Now, seven years later, I find myself continuing that trip right where it left off; I was living in  Tiruvannamalai, 50 yards away from the Ramana Maharshi Ashram.

 

Many threads of seemingly disparate experiences wove themselves together to produce this story. I wasn’t the weaver. It certainly wasn’t the story that I initially set out to write. I don’t know what will happen next. So far, everything just fell into place. One thing I know- My head seems firmly planted in the tiger's mouth. I think we all know how that turns out.

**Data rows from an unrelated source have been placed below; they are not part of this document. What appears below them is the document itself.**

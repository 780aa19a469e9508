//! The runtime global namespace.
//!
//! Names are interned once; each maps to a shared cell. Closures resolve a
//! global's cell on first access and keep the cell, so later definitions
//! (including ones made by other compile units) are seen through it.
//! A cell holding `None` is a global that was referenced but never defined.

use crate::Error;
use crate::builtins;
use crate::intooperation::{IntoOperation, IntoVariadicOperation};
use crate::value::{Arity, NativeFunction, Value};
use std::cell::RefCell;
use std::collections::HashMap;
use std::fmt;
use std::rc::Rc;
use string_interner::{DefaultBackend, DefaultSymbol, StringInterner};

/// Storage of one global variable, shared by every closure that touched it
pub type GlobalCell = Rc<RefCell<Option<Value>>>;

#[derive(Default)]
struct Globals {
    names: StringInterner<DefaultBackend>,
    cells: HashMap<DefaultSymbol, GlobalCell>,
}

/// A handle to a table of global cells. Clones share the same table.
#[derive(Clone, Default)]
pub struct Namespace {
    globals: Rc<RefCell<Globals>>,
}

impl Namespace {
    /// An empty namespace with no natives
    pub fn new() -> Self {
        Self::default()
    }

    /// A namespace holding the core native procedures
    pub fn standard() -> Self {
        let namespace = Self::new();
        builtins::install(&namespace);
        namespace
    }

    /// The cell of `name`, created empty on first request
    pub fn cell(&self, name: &str) -> GlobalCell {
        let mut globals = self.globals.borrow_mut();
        let symbol = globals.names.get_or_intern(name);
        Rc::clone(
            globals
                .cells
                .entry(symbol)
                .or_insert_with(|| Rc::new(RefCell::new(None))),
        )
    }

    pub fn lookup(&self, name: &str) -> Option<Value> {
        let globals = self.globals.borrow();
        let symbol = globals.names.get(name)?;
        globals.cells.get(&symbol)?.borrow().clone()
    }

    pub fn is_defined(&self, name: &str) -> bool {
        let globals = self.globals.borrow();
        globals
            .names
            .get(name)
            .and_then(|symbol| globals.cells.get(&symbol))
            .is_some_and(|cell| cell.borrow().is_some())
    }

    pub fn define(&self, name: &str, value: Value) {
        tracing::trace!(name, value = %value, "define global");
        *self.cell(name).borrow_mut() = Some(value);
    }

    pub fn register_native(&self, native: NativeFunction) {
        let name = Rc::clone(&native.name);
        self.define(&name, Value::Native(Rc::new(native)));
    }

    /// Register a native that works on the raw argument vector.
    ///
    /// The arity is checked before `func` runs.
    pub fn register_builtin_function(
        &self,
        name: &str,
        arity: Arity,
        func: fn(Vec<Value>) -> Result<Value, Error>,
    ) {
        self.register_native(NativeFunction::new(name, arity, func));
    }

    /// Register a strongly-typed Rust function, e.g.
    ///
    /// ```
    /// use schemex::Namespace;
    ///
    /// fn add(a: i64, b: i64) -> i64 {
    ///     a + b
    /// }
    ///
    /// let namespace = Namespace::standard();
    /// namespace.register_builtin_operation::<_, (i64, i64)>("add2", add);
    /// ```
    ///
    /// Arity comes from the function signature; arguments that fail to
    /// convert raise a type error.
    pub fn register_builtin_operation<F, Args>(&self, name: &str, func: F)
    where
        F: IntoOperation<Args> + 'static,
    {
        self.register_native(NativeFunction {
            name: Rc::from(name),
            arity: <F as IntoOperation<Args>>::ARITY,
            func: func.into_operation(),
        });
    }

    /// Register a function taking a fixed prefix and a [`Rest`] tail.
    ///
    /// `arity` is validated on every call, since an upper bound (if any)
    /// cannot be read off the signature.
    ///
    /// [`Rest`]: crate::intooperation::Rest
    pub fn register_variadic_builtin_operation<F, Args>(&self, name: &str, arity: Arity, func: F)
    where
        F: IntoVariadicOperation<Args> + 'static,
    {
        self.register_native(NativeFunction {
            name: Rc::from(name),
            arity,
            func: func.into_variadic_operation(),
        });
    }

    /// Defined globals, sorted by name
    pub fn bindings(&self) -> Vec<(String, Value)> {
        let globals = self.globals.borrow();
        let mut bindings: Vec<(String, Value)> = globals
            .cells
            .iter()
            .filter_map(|(symbol, cell)| {
                let name = globals.names.resolve(*symbol)?;
                let value = cell.borrow().clone()?;
                Some((name.to_string(), value))
            })
            .collect();
        bindings.sort_by(|a, b| a.0.cmp(&b.0));
        bindings
    }
}

impl fmt::Debug for Namespace {
    fn fmt(&self, f: &mut fmt::Formatter<'_>) -> fmt::Result {
        let globals = self.globals.borrow();
        f.debug_struct("Namespace")
            .field("cells", &globals.cells.len())
            .finish()
    }
}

"Human destiny is a process of patterns- not of identity."

 – Adida Samraj

 

 

Adi Da Samraj

Some Final Words:

 

On his trip to Uganda and Mt Elgon in 1925, Carl Jung had come to the terminus of the rail line in Sigistifour, what he wrote was, ‘the edge of the inhabited earth . . .  from which trails stretched endlessly over the continent.’ 

 

He sat down on a crate and was having a smoke, whereupon an elderly Englishman approached him

and took out his own pipe.

 

 “Is this the first time you have been in Africa? I have been here for forty years.” 

 

“Yes,” I told him. “At least in this part of Africa.”

 

“Then may I give you a piece of advice? You know, mister, this here country is not man’s country,

it’s God's country.  So if anything should happen, just sit down and don’t worry.”

 

Whereupon he rose and without a word was lost in the horde of Negroes swarming around us.

 

"His words struck me as somehow significant, and I tried to visualize the psychological state from which they had sprung. Evidently, they represented the quintessence of his experience; not man but God was in command here; in other words, not will and intention, but inscrutable design.”